Stored data entries
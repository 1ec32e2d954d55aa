//! Structured-object adapter.
//!
//! One member per logical name. A name's read path is its accessor, else
//! its field; its write path is its mutator, else its field unless the
//! field is read-only.

use crate::{ElementError, ElementResult, Member, MemberAccess, MemberDescriptor};
use reach_core::{AccessError, AccessFault, Object, ObjectRef, Tag, TypeDesc, Value};
use reach_registry::{Getter, Registry, Setter, TypeDef};
use std::collections::HashSet;
use std::sync::Arc;

/// Discover the members of a registered type, optionally including inherited ones.
///
/// Each capability of a name comes from its nearest declaration along the
/// lineage, so a subtype mutator still pairs with an inherited accessor.
pub(crate) fn discover(registry: &Registry, type_name: &str, deep: bool) -> ElementResult<Vec<Member>> {
    let type_def = registry
        .get_type_by_name(type_name)
        .ok_or_else(|| ElementError::unknown_type(type_name))?;
    let lineage = if deep {
        registry.lineage(type_name)
    } else {
        vec![type_def]
    };

    let mut seen = HashSet::new();
    let mut members = Vec::new();
    for def in &lineage {
        for name in def.member_names() {
            if seen.insert(name) {
                members.push(Member::template(merge(&lineage, name)));
            }
        }
    }
    Ok(members)
}

/// The nearest definition in `lineage` for which `pick` finds a declaration.
fn nearest<'a, T>(
    lineage: &[&'a Arc<TypeDef>],
    pick: impl Fn(&'a TypeDef) -> Option<&'a T>,
) -> Option<(usize, &'a TypeDef, &'a T)> {
    lineage.iter().copied().enumerate().find_map(|(depth, def)| {
        let def: &'a TypeDef = def;
        pick(def).map(|decl| (depth, def, decl))
    })
}

fn merge(lineage: &[&Arc<TypeDef>], name: &str) -> MemberDescriptor {
    let field_at = nearest(lineage, |d| d.field(name));
    let accessor_at = nearest(lineage, |d| d.accessor(name));
    let mutator_at = nearest(lineage, |d| d.mutator(name));
    let field = field_at.map(|(_, _, f)| f);
    let accessor = accessor_at.map(|(_, _, a)| a);
    let mutator = mutator_at.map(|(_, _, m)| m);

    // Reported as declared by the accessor's type, else the field's, else the mutator's.
    let declaring = accessor_at
        .map(|(_, d, _)| d)
        .or_else(|| field_at.map(|(_, d, _)| d))
        .or_else(|| mutator_at.map(|(_, d, _)| d))
        .map(|d| d.name.clone())
        .unwrap_or_default();
    // Instances must be at least the most derived contributing type.
    let instance_type = [
        field_at.map(|(i, d, _)| (i, d)),
        accessor_at.map(|(i, d, _)| (i, d)),
        mutator_at.map(|(i, d, _)| (i, d)),
    ]
    .into_iter()
    .flatten()
    .min_by_key(|(i, _)| *i)
    .map(|(_, d)| d.name.clone())
    .unwrap_or_else(|| declaring.clone());

    let reader: Option<Getter> = match (accessor, field) {
        (Some(accessor), _) => Some(Arc::clone(&accessor.getter)),
        (None, Some(field)) => Some(slot_getter(&field.name)),
        (None, None) => None,
    };
    let writer: Option<(Setter, TypeDesc)> = match (mutator, field) {
        (Some(mutator), _) => Some((Arc::clone(&mutator.setter), mutator.accepts.clone())),
        (None, Some(field)) if !field.read_only => {
            Some((slot_setter(&field.name), field.type_desc.clone()))
        }
        _ => None,
    };
    let declared_type = accessor
        .map(|a| a.returns.clone())
        .or_else(|| field.map(|f| f.type_desc.clone()))
        .or_else(|| mutator.map(|m| m.accepts.clone()))
        .unwrap_or(TypeDesc::Any);

    let mut tags: Vec<Tag> = Vec::new();
    let declared = field
        .map(|f| f.tags.as_slice())
        .into_iter()
        .chain(accessor.map(|a| a.tags.as_slice()))
        .chain(mutator.map(|m| m.tags.as_slice()))
        .flatten();
    for tag in declared {
        if !tags.iter().any(|t| t.name() == tag.name()) {
            tags.push(tag.clone());
        }
    }

    let readable = reader.is_some();
    let writable = writer.is_some();
    let access = ObjectAccess {
        type_name: instance_type,
        reader,
        writer,
    };

    MemberDescriptor::new(name, declared_type, TypeDesc::object(&declaring), access)
        .readable(readable)
        .writable(writable)
        .with_tags(tags)
}

fn slot_getter(slot: &str) -> Getter {
    let slot = slot.to_string();
    Arc::new(move |object: &Object| Ok(object.get(&slot)))
}

fn slot_setter(slot: &str) -> Setter {
    let slot = slot.to_string();
    Arc::new(move |object: &mut Object, value: Value| {
        object.set(slot.clone(), value);
        Ok(())
    })
}

struct ObjectAccess {
    type_name: String,
    reader: Option<Getter>,
    writer: Option<(Setter, TypeDesc)>,
}

impl ObjectAccess {
    fn object<'v>(&self, target: &'v Value) -> Result<&'v ObjectRef, AccessFault> {
        match target {
            Value::Object(object) if object.is_a(&self.type_name) => Ok(object),
            other => Err(AccessError::type_mismatch(&self.type_name, other.type_desc().to_string()).into_fault()),
        }
    }
}

impl MemberAccess for ObjectAccess {
    fn read(&self, target: &Value) -> Result<Value, AccessFault> {
        let object = self.object(target)?;
        let reader = self
            .reader
            .as_ref()
            .ok_or_else(|| AccessError::failed("no read path").into_fault())?;
        let guard = object.read();
        reader(&*guard)
    }

    fn write(&self, target: &Value, value: Value) -> Result<(), AccessFault> {
        let object = self.object(target)?;
        let (writer, write_type) = self
            .writer
            .as_ref()
            .ok_or_else(|| AccessError::failed("no write path").into_fault())?;
        if !write_type.accepts(&value) {
            return Err(
                AccessError::type_mismatch(write_type.to_string(), value.type_desc().to_string())
                    .into_fault(),
            );
        }
        let mut guard = object.write();
        writer(&mut *guard, value)
    }
}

[How to complete this task]: Give back every entry exactly, with nothing left out.

[Reply]:
repository 1ec32e2d954d55aa
//! Structured-object adapter.
//!
//! One member per logical name. A name's read path is its accessor, else
//! its field; its write path is its mutator, else its field unless the
//! field is read-only.

use crate::{ElementError, ElementResult, Member, MemberAccess, MemberDescriptor};
use reach_core::{AccessError, AccessFault, Object, ObjectRef, Tag, TypeDesc, Value};
use reach_registry::{Getter, Registry, Setter, TypeDef};
use std::collections::HashSet;
use std::sync::Arc;

/// Discover the members of a registered type, optionally including inherited ones.
///
/// Each capability of a name comes from its nearest declaration along the
/// lineage, so a subtype mutator still pairs with an inherited accessor.
pub(crate) fn discover(registry: &Registry, type_name: &str, deep: bool) -> ElementResult<Vec<Member>> {
    let type_def = registry
        .get_type_by_name(type_name)
        .ok_or_else(|| ElementError::unknown_type(type_name))?;
    let lineage = if deep {
        registry.lineage(type_name)
    } else {
        vec![type_def]
    };

    let mut seen = HashSet::new();
    let mut members = Vec::new();
    for def in &lineage {
        for name in def.member_names() {
            if seen.insert(name) {
                members.push(Member::template(merge(&lineage, name)));
            }
        }
    }
    Ok(members)
}

/// The nearest definition in `lineage` for which `pick` finds a declaration.
fn nearest<'a, T>(
    lineage: &[&'a Arc<TypeDef>],
    pick: impl Fn(&'a TypeDef) -> Option<&'a T>,
) -> Option<(usize, &'a TypeDef, &'a T)> {
    lineage.iter().copied().enumerate().find_map(|(depth, def)| {
        let def: &'a TypeDef = def;
        pick(def).map(|decl| (depth, def, decl))
    })
}

fn merge(lineage: &[&Arc<TypeDef>], name: &str) -> MemberDescriptor {
    let field_at = nearest(lineage, |d| d.field(name));
    let accessor_at = nearest(lineage, |d| d.accessor(name));
    let mutator_at = nearest(lineage, |d| d.mutator(name));
    let field = field_at.map(|(_, _, f)| f);
    let accessor = accessor_at.map(|(_, _, a)| a);
    let mutator = mutator_at.map(|(_, _, m)| m);

    // Reported as declared by the accessor's type, else the field's, else the mutator's.
    let declaring = accessor_at
        .map(|(_, d, _)| d)
        .or_else(|| field_at.map(|(_, d, _)| d))
        .or_else(|| mutator_at.map(|(_, d, _)| d))
        .map(|d| d.name.clone())
        .unwrap_or_default();
    // Instances must be at least the most derived contributing type.
    let instance_type = [
        field_at.map(|(i, d, _)| (i, d)),
        accessor_at.map(|(i, d, _)| (i, d)),
        mutator_at.map(|(i, d, _)| (i, d)),
    ]
    .into_iter()
    .flatten()
    .min_by_key(|(i, _)| *i)
    .map(|(_, d)| d.name.clone())
    .unwrap_or_else(|| declaring.clone());

    let reader: Option<Getter> = match (accessor, field) {
        (Some(accessor), _) => Some(Arc::clone(&accessor.getter)),
        (None, Some(field)) => Some(slot_getter(&field.name)),
        (None, None) => None,
    };
    let writer: Option<(Setter, TypeDesc)> = match (mutator, field) {
        (Some(mutator), _) => Some((Arc::clone(&mutator.setter), mutator.accepts.clone())),
        (None, Some(field)) if !field.read_only => {
            Some((slot_setter(&field.name), field.type_desc.clone()))
        }
        _ => None,
    };
    let declared_type = accessor
        .map(|a| a.returns.clone())
        .or_else(|| field.map(|f| f.type_desc.clone()))
        .or_else(|| mutator.map(|m| m.accepts.clone()))
        .unwrap_or(TypeDesc::Any);

    let mut tags: Vec<Tag> = Vec::new();
    let declared = field
        .map(|f| f.tags.as_slice())
        .into_iter()
        .chain(accessor.map(|a| a.tags.as_slice()))
        .chain(mutator.map(|m| m.tags.as_slice()))
        .flatten();
    for tag in declared {
        if !tags.iter().any(|t| t.name() == tag.name()) {
            tags.push(tag.clone());
        }
    }

    let readable = reader.is_some();
    let writable = writer.is_some();
    let access = ObjectAccess {
        type_name: instance_type,
        reader,
        writer,
    };

    MemberDescriptor::new(name, declared_type, TypeDesc::object(&declaring), access)
        .readable(readable)
        .writable(writable)
        .with_tags(tags)
}

fn slot_getter(slot: &str) -> Getter {
    let slot = slot.to_string();
    Arc::new(move |object: &Object| Ok(object.get(&slot)))
}

fn slot_setter(slot: &str) -> Setter {
    let slot = slot.to_string();
    Arc::new(move |object: &mut Object, value: Value| {
        object.set(slot.clone(), value);
        Ok(())
    })
}

struct ObjectAccess {
    type_name: String,
    reader: Option<Getter>,
    writer: Option<(Setter, TypeDesc)>,
}

impl ObjectAccess {
    fn object<'v>(&self, target: &'v Value) -> Result<&'v ObjectRef, AccessFault> {
        match target {
            Value::Object(object) if object.is_a(&self.type_name) => Ok(object),
            other => Err(AccessError::type_mismatch(&self.type_name, other.type_desc().to_string()).into_fault()),
        }
    }
}

impl MemberAccess for ObjectAccess {
    fn read(&self, target: &Value) -> Result<Value, AccessFault> {
        let object = self.object(target)?;
        let reader = self
            .reader
            .as_ref()
            .ok_or_else(|| AccessError::failed("no read path").into_fault())?;
        let guard = object.read();
        reader(&*guard)
    }

    fn write(&self, target: &Value, value: Value) -> Result<(), AccessFault> {
        let object = self.object(target)?;
        let (writer, write_type) = self
            .writer
            .as_ref()
            .ok_or_else(|| AccessError::failed("no write path").into_fault())?;
        if !write_type.accepts(&value) {
            return Err(
                AccessError::type_mismatch(write_type.to_string(), value.type_desc().to_string())
                    .into_fault(),
            );
        }
        let mut guard = object.write();
        writer(&mut *guard, value)
    }
}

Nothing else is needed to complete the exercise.